══ Records provided

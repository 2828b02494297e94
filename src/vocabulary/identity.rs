use crate::error::LookupError;
use serde::{Deserialize, Deserializer, Serialize, Serializer};
use std::fmt;
use std::str::FromStr;

/// Resource kind a capability table applies to.
///
/// Each kind owns exactly one capability table; see [`CapabilityKind::table`].
#[derive(Clone, Copy, Debug, Eq, PartialEq, Ord, PartialOrd, Hash, Serialize, Deserialize)]
#[serde(rename_all = "snake_case")]
pub enum CapabilityKind {
    Container,
    DataObject,
    DataSystem,
    Domain,
    Queue,
    SystemWide,
}

impl CapabilityKind {
    pub const ALL: [CapabilityKind; 6] = [
        CapabilityKind::Container,
        CapabilityKind::DataObject,
        CapabilityKind::DataSystem,
        CapabilityKind::Domain,
        CapabilityKind::Queue,
        CapabilityKind::SystemWide,
    ];

    pub fn as_str(self) -> &'static str {
        match self {
            CapabilityKind::Container => "container",
            CapabilityKind::DataObject => "data_object",
            CapabilityKind::DataSystem => "data_system",
            CapabilityKind::Domain => "domain",
            CapabilityKind::Queue => "queue",
            CapabilityKind::SystemWide => "system_wide",
        }
    }

    /// The capability table owned by this kind.
    pub fn table(self) -> TableId {
        match self {
            CapabilityKind::Container => TableId::ContainerCapability,
            CapabilityKind::DataObject => TableId::DataObjectCapability,
            CapabilityKind::DataSystem => TableId::DataSystemCapability,
            CapabilityKind::Domain => TableId::DomainCapability,
            CapabilityKind::Queue => TableId::QueueCapability,
            CapabilityKind::SystemWide => TableId::SystemWideCapability,
        }
    }
}

impl fmt::Display for CapabilityKind {
    fn fmt(&self, f: &mut fmt::Formatter<'_>) -> fmt::Result {
        f.write_str(self.as_str())
    }
}

impl FromStr for CapabilityKind {
    type Err = LookupError;

    fn from_str(value: &str) -> Result<Self, Self::Err> {
        CapabilityKind::ALL
            .into_iter()
            .find(|kind| kind.as_str() == value)
            .ok_or_else(|| LookupError::UnknownKind {
                kind: value.to_string(),
            })
    }
}

/// Name of one vocabulary table.
///
/// The variant order is the order tables are stored and reported in.
#[derive(Clone, Copy, Debug, Eq, PartialEq, Ord, PartialOrd, Hash)]
pub enum TableId {
    ContainerCapability,
    DataObjectCapability,
    DataSystemCapability,
    DomainCapability,
    QueueCapability,
    SystemWideCapability,
    CdmiCapability,
    CdmiHeader,
    CdmiMediaType,
    CdmiContentType,
    JsonField,
    StorageSystemMetadata,
    DataSystemMetadata,
    LoggingQueueMetadata,
    StdErrorRef,
}

impl TableId {
    pub const COUNT: usize = 15;

    pub const ALL: [TableId; TableId::COUNT] = [
        TableId::ContainerCapability,
        TableId::DataObjectCapability,
        TableId::DataSystemCapability,
        TableId::DomainCapability,
        TableId::QueueCapability,
        TableId::SystemWideCapability,
        TableId::CdmiCapability,
        TableId::CdmiHeader,
        TableId::CdmiMediaType,
        TableId::CdmiContentType,
        TableId::JsonField,
        TableId::StorageSystemMetadata,
        TableId::DataSystemMetadata,
        TableId::LoggingQueueMetadata,
        TableId::StdErrorRef,
    ];

    pub fn as_str(self) -> &'static str {
        match self {
            TableId::ContainerCapability => "ContainerCapability",
            TableId::DataObjectCapability => "DataObjectCapability",
            TableId::DataSystemCapability => "DataSystemCapability",
            TableId::DomainCapability => "DomainCapability",
            TableId::QueueCapability => "QueueCapability",
            TableId::SystemWideCapability => "SystemWideCapability",
            TableId::CdmiCapability => "CdmiCapability",
            TableId::CdmiHeader => "CdmiHeader",
            TableId::CdmiMediaType => "CdmiMediaType",
            TableId::CdmiContentType => "CdmiContentType",
            TableId::JsonField => "JsonField",
            TableId::StorageSystemMetadata => "StorageSystemMetadata",
            TableId::DataSystemMetadata => "DataSystemMetadata",
            TableId::LoggingQueueMetadata => "LoggingQueueMetadata",
            TableId::StdErrorRef => "StdErrorRef",
        }
    }

    /// Position of this table in [`TableId::ALL`].
    pub(crate) fn index(self) -> usize {
        self as usize
    }

    /// Resource kind owning this table, for per-kind capability tables only.
    pub fn kind(self) -> Option<CapabilityKind> {
        CapabilityKind::ALL
            .into_iter()
            .find(|kind| kind.table() == self)
    }

    /// True for tables whose wire value is, by definition, the symbolic name.
    pub fn wire_equals_symbol(self) -> bool {
        !matches!(
            self,
            TableId::CdmiHeader | TableId::CdmiMediaType | TableId::CdmiContentType
        )
    }
}

impl fmt::Display for TableId {
    fn fmt(&self, f: &mut fmt::Formatter<'_>) -> fmt::Result {
        f.write_str(self.as_str())
    }
}

impl FromStr for TableId {
    type Err = LookupError;

    fn from_str(value: &str) -> Result<Self, Self::Err> {
        TableId::ALL
            .into_iter()
            .find(|table| table.as_str() == value)
            .ok_or_else(|| LookupError::UnknownTable {
                table: value.to_string(),
            })
    }
}

impl Serialize for TableId {
    fn serialize<S>(&self, serializer: S) -> Result<S::Ok, S::Error>
    where
        S: Serializer,
    {
        serializer.serialize_str(self.as_str())
    }
}

impl<'de> Deserialize<'de> for TableId {
    fn deserialize<D>(deserializer: D) -> Result<Self, D::Error>
    where
        D: Deserializer<'de>,
    {
        let value = String::deserialize(deserializer)?;
        value.parse().map_err(serde::de::Error::custom)
    }
}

════

§ **What you should do**
For the entries, state the number of lines that include the string "tables". Add no other words.

§ **Completed exercise**
3